- [What you are asked to do]: Wherever a line holds the word "description", copy that line from the data.

=== Source data ===

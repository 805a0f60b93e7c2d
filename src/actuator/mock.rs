//! 内存中的控制面（用于测试与无引擎本地运行）
//!
//! 模拟 `/mascots` 系列接口；可预置下一次响应（状态码或连接失败），记录全部调用，
//! 并统计同时在途的请求数，用来验证「同一时刻最多一个化身调用」。

use std::collections::VecDeque;
use std::sync::atomic::{AtomicUsize, Ordering};
use std::sync::Mutex;
use std::time::Duration;

use async_trait::async_trait;
use serde_json::{json, Value};

use crate::actuator::{ActuatorError, ActuatorInstance, ActuatorTransport, Method, TransportResponse};

#[derive(Clone, Debug)]
pub enum ScriptedReply {
    Status(u16),
    ConnectionError,
}

#[derive(Default)]
struct MockState {
    instances: Vec<ActuatorInstance>,
    calls: Vec<(Method, String)>,
    scripted: VecDeque<(Option<Method>, ScriptedReply)>,
}

#[derive(Default)]
pub struct MockActuator {
    state: Mutex<MockState>,
    latency: Duration,
    in_flight: AtomicUsize,
    max_in_flight: AtomicUsize,
}

impl MockActuator {
    pub fn new() -> Self {
        Self::default()
    }

    pub fn with_instance(id: &str) -> Self {
        let mock = Self::default();
        mock.add_instance(id);
        mock
    }

    /// 每个请求模拟的耗时
    pub fn with_latency(mut self, latency: Duration) -> Self {
        self.latency = latency;
        self
    }

    fn state(&self) -> std::sync::MutexGuard<'_, MockState> {
        self.state.lock().unwrap_or_else(|p| p.into_inner())
    }

    pub fn add_instance(&self, id: &str) {
        self.state().instances.push(ActuatorInstance {
            id: id.to_string(),
            name: Some("mascot".to_string()),
            active_behavior: Some("Stand".to_string()),
            anchor: None,
        });
    }

    /// 模拟实例被引擎重建为新 id
    pub fn recreate_instance(&self, old_id: &str, new_id: &str) {
        let mut state = self.state();
        if let Some(inst) = state.instances.iter_mut().find(|i| i.id == old_id) {
            inst.id = new_id.to_string();
        }
    }

    /// 预置下一次任意请求的响应
    pub fn push_reply(&self, reply: ScriptedReply) {
        self.state().scripted.push_back((None, reply));
    }

    /// 预置下一次指定方法请求的响应
    pub fn push_reply_for(&self, method: Method, reply: ScriptedReply) {
        self.state().scripted.push_back((Some(method), reply));
    }

    pub fn calls(&self) -> Vec<(Method, String)> {
        self.state().calls.clone()
    }

    /// 指定方法且路径以 prefix 开头的调用次数
    pub fn count(&self, method: Method, prefix: &str) -> usize {
        self.state()
            .calls
            .iter()
            .filter(|(m, p)| *m == method && p.starts_with(prefix))
            .count()
    }

    /// 变更类调用（PUT / POST）次数
    pub fn mutation_count(&self) -> usize {
        self.state()
            .calls
            .iter()
            .filter(|(m, _)| *m != Method::Get)
            .count()
    }

    pub fn active_behavior(&self, id: &str) -> Option<String> {
        self.state()
            .instances
            .iter()
            .find(|i| i.id == id)
            .and_then(|i| i.active_behavior.clone())
    }

    /// 观察到的最大并发在途请求数
    pub fn max_concurrent(&self) -> usize {
        self.max_in_flight.load(Ordering::SeqCst)
    }

    fn route(&self, method: Method, path: &str, body: Option<Value>) -> TransportResponse {
        let mut state = self.state();
        let segments: Vec<&str> = path.trim_start_matches('/').split('/').collect();
        let not_found = TransportResponse {
            status: 404,
            body: json!({ "error": "not found" }),
        };
        match (method, segments.as_slice()) {
            (Method::Get, ["mascots"]) => TransportResponse {
                status: 200,
                body: json!({ "mascots": state.instances }),
            },
            (Method::Get, ["mascots", id]) => match state.instances.iter().find(|i| i.id == *id) {
                Some(inst) => TransportResponse {
                    status: 200,
                    body: json!(inst),
                },
                None => not_found,
            },
            (Method::Put, ["mascots", id]) => {
                let behavior = body
                    .as_ref()
                    .and_then(|b| b.get("behavior"))
                    .and_then(Value::as_str)
                    .map(String::from);
                match (state.instances.iter_mut().find(|i| i.id == *id), behavior) {
                    (Some(inst), Some(b)) => {
                        inst.active_behavior = Some(b);
                        TransportResponse {
                            status: 200,
                            body: Value::Null,
                        }
                    }
                    (Some(_), None) => TransportResponse {
                        status: 400,
                        body: json!({ "error": "missing behavior" }),
                    },
                    (None, _) => not_found,
                }
            }
            (Method::Post, ["mascots", id, "message"]) => {
                if state.instances.iter().any(|i| i.id == *id) {
                    TransportResponse {
                        status: 200,
                        body: Value::Null,
                    }
                } else {
                    not_found
                }
            }
            _ => not_found,
        }
    }

    fn take_scripted(&self, method: Method) -> Option<ScriptedReply> {
        let mut state = self.state();
        let pos = state
            .scripted
            .iter()
            .position(|(m, _)| m.map_or(true, |m| m == method))?;
        state.scripted.remove(pos).map(|(_, r)| r)
    }
}

#[async_trait]
impl ActuatorTransport for MockActuator {
    async fn send(
        &self,
        method: Method,
        path: &str,
        body: Option<Value>,
    ) -> Result<TransportResponse, ActuatorError> {
        let now = self.in_flight.fetch_add(1, Ordering::SeqCst) + 1;
        self.max_in_flight.fetch_max(now, Ordering::SeqCst);
        self.state().calls.push((method, path.to_string()));

        if !self.latency.is_zero() {
            tokio::time::sleep(self.latency).await;
        }

        let result = match self.take_scripted(method) {
            Some(ScriptedReply::ConnectionError) => {
                Err(ActuatorError::TransientIo("connection refused".to_string()))
            }
            Some(ScriptedReply::Status(status)) => {
                let mut resp = self.route(method, path, body);
                if resp.status != status {
                    resp = TransportResponse {
                        status,
                        body: json!({ "error": format!("scripted {status}") }),
                    };
                }
                Ok(resp)
            }
            None => Ok(self.route(method, path, body)),
        };

        self.in_flight.fetch_sub(1, Ordering::SeqCst);
        result
    }
}
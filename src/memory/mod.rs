//! 记忆层：按需对话历史、工作记忆（有界 FIFO）、情景记忆（SQLite）、语义索引（可选）

pub mod conversation;
pub mod episodic;
pub mod semantic;
pub mod store;
pub mod working;

use thiserror::Error;

pub use conversation::{ConversationMemory, Message, Role};
pub use episodic::{EpisodicRecord, SqliteEpisodicStore};
pub use semantic::{cosine_similarity, SemanticIndex};
pub use store::MemoryStore;
pub use working::{EntryKind, WorkingMemory, WorkingMemoryEntry};

#[derive(Error, Debug)]
pub enum MemoryError {
    #[error("SQLite error: {0}")]
    Sqlite(#[from] rusqlite::Error),

    #[error("Serialization error: {0}")]
    Serde(#[from] serde_json::Error),

    #[error("I/O error: {0}")]
    Io(#[from] std::io::Error),

    #[error("blocking task failed: {0}")]
    Blocking(String),

    #[error("memory store closed")]
    Closed,
}
//! MemoryStore：工作记忆 + 情景库 + 可选语义索引的统一入口
//!
//! 编排器只持有 MemoryStore 的引用，从不直接改动记录。写入统一经由决策执行器或后台清理，
//! 读取可以并发。SQLite 调用放到 spawn_blocking 里，不占用运行时工作线程。close 只生效一次。

use std::sync::{Arc, Mutex};

use serde_json::Value;

use crate::config::MemorySection;
use crate::memory::{
    EntryKind, EpisodicRecord, MemoryError, SemanticIndex, SqliteEpisodicStore, WorkingMemory,
    WorkingMemoryEntry,
};

pub struct MemoryStore {
    working: Mutex<WorkingMemory>,
    episodic: Arc<SqliteEpisodicStore>,
    semantic: Option<SemanticIndex>,
}

impl MemoryStore {
    pub fn new(working_capacity: usize, episodic: SqliteEpisodicStore) -> Self {
        Self {
            working: Mutex::new(WorkingMemory::new(working_capacity)),
            episodic: Arc::new(episodic),
            semantic: None,
        }
    }

    /// 打开磁盘上的情景库；失败属于启动期致命错误，由调用方决定是否中止
    pub fn open(cfg: &MemorySection, db_path: &std::path::Path) -> Result<Self, MemoryError> {
        let episodic = SqliteEpisodicStore::open(db_path)?;
        tracing::info!(path = %db_path.display(), "episodic store opened");
        Ok(Self::new(cfg.working_capacity, episodic))
    }

    /// 挂上语义索引，并用库里已有的向量重建它
    pub fn with_semantic_index(mut self, index: SemanticIndex) -> Self {
        match self.episodic.embeddings(index.max_entries()) {
            Ok(rows) => {
                let loaded = rows.len();
                index.load(rows);
                tracing::info!(loaded, "semantic index rebuilt from episodic store");
            }
            Err(e) => tracing::warn!("cannot load stored embeddings: {}", e),
        }
        self.semantic = Some(index);
        self
    }

    /// 在阻塞线程池上访问情景库
    async fn blocking<T, F>(&self, f: F) -> Result<T, MemoryError>
    where
        F: FnOnce(&SqliteEpisodicStore) -> Result<T, MemoryError> + Send + 'static,
        T: Send + 'static,
    {
        let store = Arc::clone(&self.episodic);
        tokio::task::spawn_blocking(move || f(&store))
            .await
            .map_err(|e| MemoryError::Blocking(e.to_string()))?
    }

    fn working(&self) -> std::sync::MutexGuard<'_, WorkingMemory> {
        self.working.lock().unwrap_or_else(|p| p.into_inner())
    }

    pub fn record(&self, kind: EntryKind, payload: Value) {
        self.working().push(kind, payload);
    }

    pub fn recent(&self, n: usize) -> Vec<WorkingMemoryEntry> {
        self.working().recent(n)
    }

    pub fn recent_actions(&self, n: usize) -> Vec<WorkingMemoryEntry> {
        self.working().recent_of(EntryKind::Action, n)
    }

    pub fn working_len(&self) -> usize {
        self.working().len()
    }

    pub fn working_prompt_section(&self, n: usize) -> String {
        self.working().to_prompt_section(n)
    }

    /// 写入一条情景记录（启用语义索引时同时索引）
    pub async fn remember(
        &self,
        kind: &str,
        fact: &str,
        metadata: Value,
    ) -> Result<i64, MemoryError> {
        let embedding = match &self.semantic {
            Some(index) => index.embed(fact).await,
            None => None,
        };
        let (kind_owned, fact_owned, stored) =
            (kind.to_string(), fact.to_string(), embedding.clone());
        let id = self
            .blocking(move |db| db.insert(&kind_owned, &fact_owned, &metadata, stored.as_deref()))
            .await?;
        if let (Some(index), Some(v)) = (&self.semantic, embedding) {
            index.insert(id, v);
        }
        tracing::debug!(id, kind, "episodic memory saved");
        Ok(id)
    }

    /// 检索：语义索引命中优先，不足时用关键词检索补齐
    pub async fn recall(&self, query: &str, limit: usize) -> Result<Vec<EpisodicRecord>, MemoryError> {
        let semantic_ids: Vec<i64> = match &self.semantic {
            Some(index) => index
                .search(query, limit)
                .await
                .into_iter()
                .map(|(id, _score)| id)
                .collect(),
            None => Vec::new(),
        };
        let query = query.to_string();
        self.blocking(move |db| {
            let mut out: Vec<EpisodicRecord> = Vec::new();
            for id in semantic_ids {
                if let Some(record) = db.get(id)? {
                    out.push(record);
                }
            }
            if out.len() < limit {
                for record in db.search(&query, limit)? {
                    if out.len() >= limit {
                        break;
                    }
                    if !out.iter().any(|r| r.id == record.id) {
                        out.push(record);
                    }
                }
            }
            Ok(out)
        })
        .await
    }

    /// 保留期清理；被删除的记录同时移出语义索引，返回删除条数
    pub async fn cleanup(&self, retention_days: i64) -> Result<usize, MemoryError> {
        let removed = self.blocking(move |db| db.cleanup(retention_days)).await?;
        if let Some(index) = &self.semantic {
            index.remove(&removed);
        }
        Ok(removed.len())
    }

    pub fn episode_count(&self) -> Result<usize, MemoryError> {
        self.episodic.count()
    }

    /// 关闭情景库；只有第一次调用返回 true
    pub fn close(&self) -> Result<bool, MemoryError> {
        let closed = self.episodic.close()?;
        if closed {
            tracing::info!("memory store closed");
        }
        Ok(closed)
    }
}
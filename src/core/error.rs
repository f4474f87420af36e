//! Error types for the capture workflow
//!
//! Every failure in the workflow is terminal for the current session and
//! leaves the controller idle. Nothing is retried automatically.

use crate::core::session::PermissionKind;
use thiserror::Error;

/// Main error type for the capture workflow
#[derive(Error, Debug)]
pub enum CaptureError {
    /// The user declined camera or gallery access
    #[error("{} access was denied", .0.display_name())]
    PermissionDenied(PermissionKind),

    /// A capture was requested while another session is in flight
    #[error("A capture session is already in progress")]
    SessionAlreadyActive,

    /// The image source failed to produce an image
    #[error("Image source unavailable: {0}")]
    ImageSourceUnavailable(String),
}

impl CaptureError {
    /// Whether the presentation layer should swallow this error without
    /// showing anything to the user.
    pub fn is_silent(&self) -> bool {
        matches!(self, CaptureError::ImageSourceUnavailable(_))
    }

    /// User-facing notice (title, message) for errors that warrant one
    pub fn user_notice(&self) -> Option<Notice> {
        match self {
            CaptureError::PermissionDenied(kind) => Some(Notice::permission_required(*kind)),
            CaptureError::SessionAlreadyActive => Some(Notice::new(
                "Analysis In Progress",
                "Please wait for the current analysis to finish or cancel it first.",
            )),
            CaptureError::ImageSourceUnavailable(_) => None,
        }
    }
}

/// Informational notice shown by the presentation layer
#[derive(Debug, Clone, PartialEq, Eq)]
pub struct Notice {
    pub title: String,
    pub message: String,
}

impl Notice {
    /// Create a new notice
    pub fn new(title: &str, message: &str) -> Self {
        Self {
            title: title.to_string(),
            message: message.to_string(),
        }
    }

    /// Notice shown when a permission is declined
    pub fn permission_required(kind: PermissionKind) -> Self {
        match kind {
            PermissionKind::Camera => Self::new(
                "Camera Access Required",
                "We need access to your camera to analyze your skin condition.",
            ),
            PermissionKind::Gallery => Self::new(
                "Permission Required",
                "We need access to your photo library to upload images for analysis.",
            ),
        }
    }
}

/// Result type alias for convenience
pub type Result<T> = std::result::Result<T, CaptureError>;

#[cfg(test)]
mod tests {
    use super::*;

    #[test]
    fn test_only_source_failures_are_silent() {
        assert!(CaptureError::ImageSourceUnavailable("camera busy".into()).is_silent());
        assert!(!CaptureError::SessionAlreadyActive.is_silent());
        assert!(!CaptureError::PermissionDenied(PermissionKind::Camera).is_silent());
    }

    #[test]
    fn test_permission_denied_notice_matches_kind() {
        let notice = CaptureError::PermissionDenied(PermissionKind::Gallery)
            .user_notice()
            .unwrap();
        assert_eq!(notice.title, "Permission Required");
        assert!(notice.message.contains("photo library"));

        let notice = CaptureError::PermissionDenied(PermissionKind::Camera)
            .user_notice()
            .unwrap();
        assert_eq!(notice.title, "Camera Access Required");
    }

    #[test]
    fn test_every_error_is_silent_or_noticed() {
        let errors = [
            CaptureError::PermissionDenied(PermissionKind::Camera),
            CaptureError::PermissionDenied(PermissionKind::Gallery),
            CaptureError::SessionAlreadyActive,
            CaptureError::ImageSourceUnavailable("no frame".into()),
        ];
        for err in errors {
            assert_ne!(err.is_silent(), err.user_notice().is_some(), "{:?}", err);
        }
    }

    #[test]
    fn test_error_display() {
        let err = CaptureError::PermissionDenied(PermissionKind::Camera);
        assert_eq!(err.to_string(), "Camera access was denied");
        assert!(CaptureError::ImageSourceUnavailable("x".into())
            .user_notice()
            .is_none());
    }
}
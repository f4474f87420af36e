//! Capture Controller Module
//!
//! Owns the single capture session and drives it from image acquisition to
//! a completed analysis result. Permission checks and image acquisition go
//! through an [`ImageSourceProvider`]; the simulated analysis runs as a
//! [`PhaseSequencer`] on the tokio runtime. State changes are reported to
//! the presentation layer through an event channel.
//!
//! Only one session exists at a time. A start call claims the session before
//! it awaits the provider, so a second start made while a permission dialog
//! or picker is open is rejected with [`CaptureError::SessionAlreadyActive`].

use std::sync::atomic::{AtomicU64, Ordering};
use std::sync::{Arc, Mutex, MutexGuard, PoisonError};
use std::time::Duration;

use log::{debug, info, warn};
use tokio::sync::mpsc::{self, UnboundedReceiver, UnboundedSender};

use crate::core::config::{Config, ResultsConfig, TimingsConfig};
use crate::core::error::{CaptureError, Notice, Result};
use crate::core::report::{AnalysisResult, ImageAttachment, ResultTemplate};
use crate::core::session::{
    CameraFacing, CaptureOrigin, CaptureSession, ImageRef, PermissionKind, PermissionState, Phase,
    SessionHandle, SessionId, SessionSnapshot,
};
use crate::source::traits::{ImageSourceProvider, PickOutcome};
use crate::ui::events::{AppEvent, CaptureEvent, UiEvent};
use crate::ui::sequencer::{analysis_schedule, PhaseSequencer, ScheduledTransition};

// =============================================================================
// Controller Settings
// =============================================================================

/// Settings for a capture controller
#[derive(Debug, Clone, Default)]
pub struct ControllerSettings {
    /// Phase delays per origin
    pub timings: TimingsConfig,
    /// Mocked result values per origin
    pub results: ResultsConfig,
    /// Whether the result payload carries the image
    pub image_attachment: ImageAttachment,
    /// Camera selected when the controller is created
    pub default_facing: CameraFacing,
}
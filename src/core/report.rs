//! Analysis results
//!
//! [`AnalysisResult`] is the payload handed to the presentation layer when a
//! session completes. [`AnalysisReport`] is the richer view model the result
//! screen renders. Both are mocked: no classification happens anywhere.

use crate::core::session::{CaptureOrigin, ImageRef};
use serde::{Deserialize, Serialize};
use std::fmt::{self, Display};

/// Disclaimer shown under every report
pub const DISCLAIMER: &str = "This analysis is for informational purposes only and should not \
replace professional medical advice. Please consult with a qualified dermatologist for proper \
diagnosis and treatment.";

// =============================================================================
// Confidence
// =============================================================================

/// Integer confidence percentage, always within 0..=100
#[derive(Debug, Clone, Copy, PartialEq, Eq, PartialOrd, Ord, Hash, Serialize, Deserialize)]
#[serde(from = "u32", into = "u8")]
pub struct Confidence(u8);

impl Confidence {
    /// Create a confidence value, clamping anything above 100
    pub fn new(percent: u32) -> Self {
        Self(percent.min(100) as u8)
    }

    pub fn percent(&self) -> u8 {
        self.0
    }

    pub fn level(&self) -> ConfidenceLevel {
        ConfidenceLevel::from_percent(self.0)
    }
}

impl From<u32> for Confidence {
    fn from(value: u32) -> Self {
        Confidence::new(value)
    }
}

impl From<Confidence> for u8 {
    fn from(value: Confidence) -> Self {
        value.0
    }
}

impl Display for Confidence {
    fn fmt(&self, f: &mut fmt::Formatter<'_>) -> fmt::Result {
        write!(f, "{}%", self.0)
    }
}

/// Confidence band used to colour the result
#[derive(Debug, Clone, Copy, PartialEq, Eq)]
pub enum ConfidenceLevel {
    /// 90 and above
    High,
    /// 70 to 89
    Moderate,
    /// Below 70
    Low,
}

impl ConfidenceLevel {
    pub fn from_percent(percent: u8) -> Self {
        if percent >= 90 {
            ConfidenceLevel::High
        } else if percent >= 70 {
            ConfidenceLevel::Moderate
        } else {
            ConfidenceLevel::Low
        }
    }

    /// Hex colour the result screen uses for this band
    pub fn color_hex(&self) -> &'static str {
        match self {
            ConfidenceLevel::High => "#10b981",
            ConfidenceLevel::Moderate => "#f59e0b",
            ConfidenceLevel::Low => "#ef4444",
        }
    }
}

// =============================================================================
// Severity
// =============================================================================

/// Severity of a detected condition
#[derive(Debug, Clone, Copy, PartialEq, Eq, Hash, Serialize, Deserialize)]
pub enum Severity {
    None,
    Mild,
    Moderate,
    Severe,
}

impl Severity {
    pub fn label(&self) -> &'static str {
        match self {
            Severity::None => "None",
            Severity::Mild => "Mild",
            Severity::Moderate => "Moderate",
            Severity::Severe => "Severe",
        }
    }

    /// Parse a severity label (case-insensitive)
    pub fn parse(s: &str) -> Option<Self> {
        match s.trim().to_lowercase().as_str() {
            "none" | "healthy" => Some(Severity::None),
            "mild" => Some(Severity::Mild),
            "moderate" => Some(Severity::Moderate),
            "severe" => Some(Severity::Severe),
            _ => None,
        }
    }

    pub fn color_hex(&self) -> &'static str {
        match self {
            Severity::None => "#10b981",
            Severity::Mild => "#f59e0b",
            Severity::Moderate => "#ef4444",
            Severity::Severe => "#dc2626",
        }
    }

    /// Whether the result screen shows a warning icon
    pub fn is_warning(&self) -> bool {
        matches!(self, Severity::Moderate | Severity::Severe)
    }
}

impl Display for Severity {
    fn fmt(&self, f: &mut fmt::Formatter<'_>) -> fmt::Result {
        write!(f, "{}", self.label())
    }
}

// =============================================================================
// Result payload
// =============================================================================

/// Whether the session's image travels with the result payload
#[derive(Debug, Clone, Copy, PartialEq, Eq, Default, Serialize, Deserialize)]
#[serde(rename_all = "snake_case")]
pub enum ImageAttachment {
    /// Include the image whenever the session has one
    #[default]
    Always,
    /// Only upload-originated sessions carry their image
    UploadOnly,
}

impl ImageAttachment {
    pub fn includes(&self, origin: CaptureOrigin) -> bool {
        match self {
            ImageAttachment::Always => true,
            ImageAttachment::UploadOnly => origin == CaptureOrigin::Upload,
        }
    }
}

/// Mocked result values for one capture origin
#[derive(Debug, Clone, PartialEq, Eq, Serialize, Deserialize)]
#[serde(default)]
pub struct ResultTemplate {
    pub condition: String,
    pub confidence: u32,
    /// Newline-separated recommendations
    pub recommendation: String,
}

impl ResultTemplate {
    pub fn camera() -> Self {
        Self {
            condition: "Sample Skin Condition".to_string(),
            confidence: 85,
            recommendation:
                "Keep skin moisturized.\nAvoid direct sunlight.\nUse sunscreen regularly."
                    .to_string(),
        }
    }

    pub fn upload() -> Self {
        Self {
            condition: "Uploaded Skin Condition".to_string(),
            confidence: 78,
            recommendation:
                "Keep area clean.\nApply medicated cream as advised.\nFollow up in 2 weeks."
                    .to_string(),
        }
    }
}

impl Default for ResultTemplate {
    fn default() -> Self {
        Self::camera()
    }
}

/// Payload passed to the presentation layer on completion
#[derive(Debug, Clone, PartialEq, Eq, Serialize)]
pub struct AnalysisResult {
    #[serde(rename = "predicted_class")]
    pub condition: String,
    pub confidence: Confidence,
    pub recommendation: String,
    pub image: Option<ImageRef>,
    pub origin: CaptureOrigin,
}

impl AnalysisResult {
    /// Build the payload for a finished session
    pub fn from_template(
        template: &ResultTemplate,
        origin: CaptureOrigin,
        image: Option<&ImageRef>,
        attachment: ImageAttachment,
    ) -> Self {
        let image = if attachment.includes(origin) {
            image.cloned()
        } else {
            None
        };
        Self {
            condition: template.condition.clone(),
            confidence: Confidence::new(template.confidence),
            recommendation: template.recommendation.clone(),
            image,
            origin,
        }
    }

    /// Recommendation text split into individual items
    pub fn recommendations(&self) -> Vec<String> {
        split_lines(&self.recommendation)
    }

    pub fn to_json(&self) -> serde_json::Result<String> {
        serde_json::to_string_pretty(self)
    }
}

fn split_lines(text: &str) -> Vec<String> {
    text.lines()
        .map(str::trim)
        .filter(|l| !l.is_empty())
        .map(String::from)
        .collect()
}

// =============================================================================
// Report view model
// =============================================================================

/// Everything the result screen shows
#[derive(Debug, Clone, PartialEq, Eq, Serialize)]
pub struct AnalysisReport {
    pub condition: String,
    pub confidence: Confidence,
    pub severity: Severity,
    pub description: String,
    pub recommendations: Vec<String>,
    pub risk_factors: Vec<String>,
    pub image: Option<ImageRef>,
}

impl AnalysisReport {
    /// The fixed report shown by the result screen
    pub fn sample() -> Self {
        Self {
            condition: "Mild Eczema".to_string(),
            confidence: Confidence::new(87),
            severity: Severity::Mild,
            description: "Eczema is a common skin condition that causes dry, itchy, and \
                inflamed skin. The affected area shows typical signs of mild eczematous \
                dermatitis."
                .to_string(),
            recommendations: vec![
                "Apply fragrance-free moisturizer twice daily".to_string(),
                "Avoid known triggers like harsh soaps".to_string(),
                "Use lukewarm water when bathing".to_string(),
                "Consider over-the-counter hydrocortisone cream".to_string(),
            ],
            risk_factors: vec![
                "Family history of allergies".to_string(),
                "Dry skin conditions".to_string(),
                "Environmental allergens".to_string(),
            ],
            image: Some(ImageRef::new(
                "https://images.pexels.com/photos/5938519/pexels-photo-5938519.jpeg?auto=compress&cs=tinysrgb&w=400",
            )),
        }
    }

    /// Report for a session payload. Fields the payload does not carry fall
    /// back to the sample report.
    pub fn from_result(result: &AnalysisResult) -> Self {
        let sample = Self::sample();
        Self {
            condition: result.condition.clone(),
            confidence: result.confidence,
            recommendations: result.recommendations(),
            image: result.image.clone().or(sample.image),
            ..sample
        }
    }

    pub fn confidence_level(&self) -> ConfidenceLevel {
        self.confidence.level()
    }

    pub fn disclaimer(&self) -> &'static str {
        DISCLAIMER
    }
}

===

- [Exercise solution]:
    pub description: String,
            description: "Eczema is a common skin condition that causes dry, itchy, and \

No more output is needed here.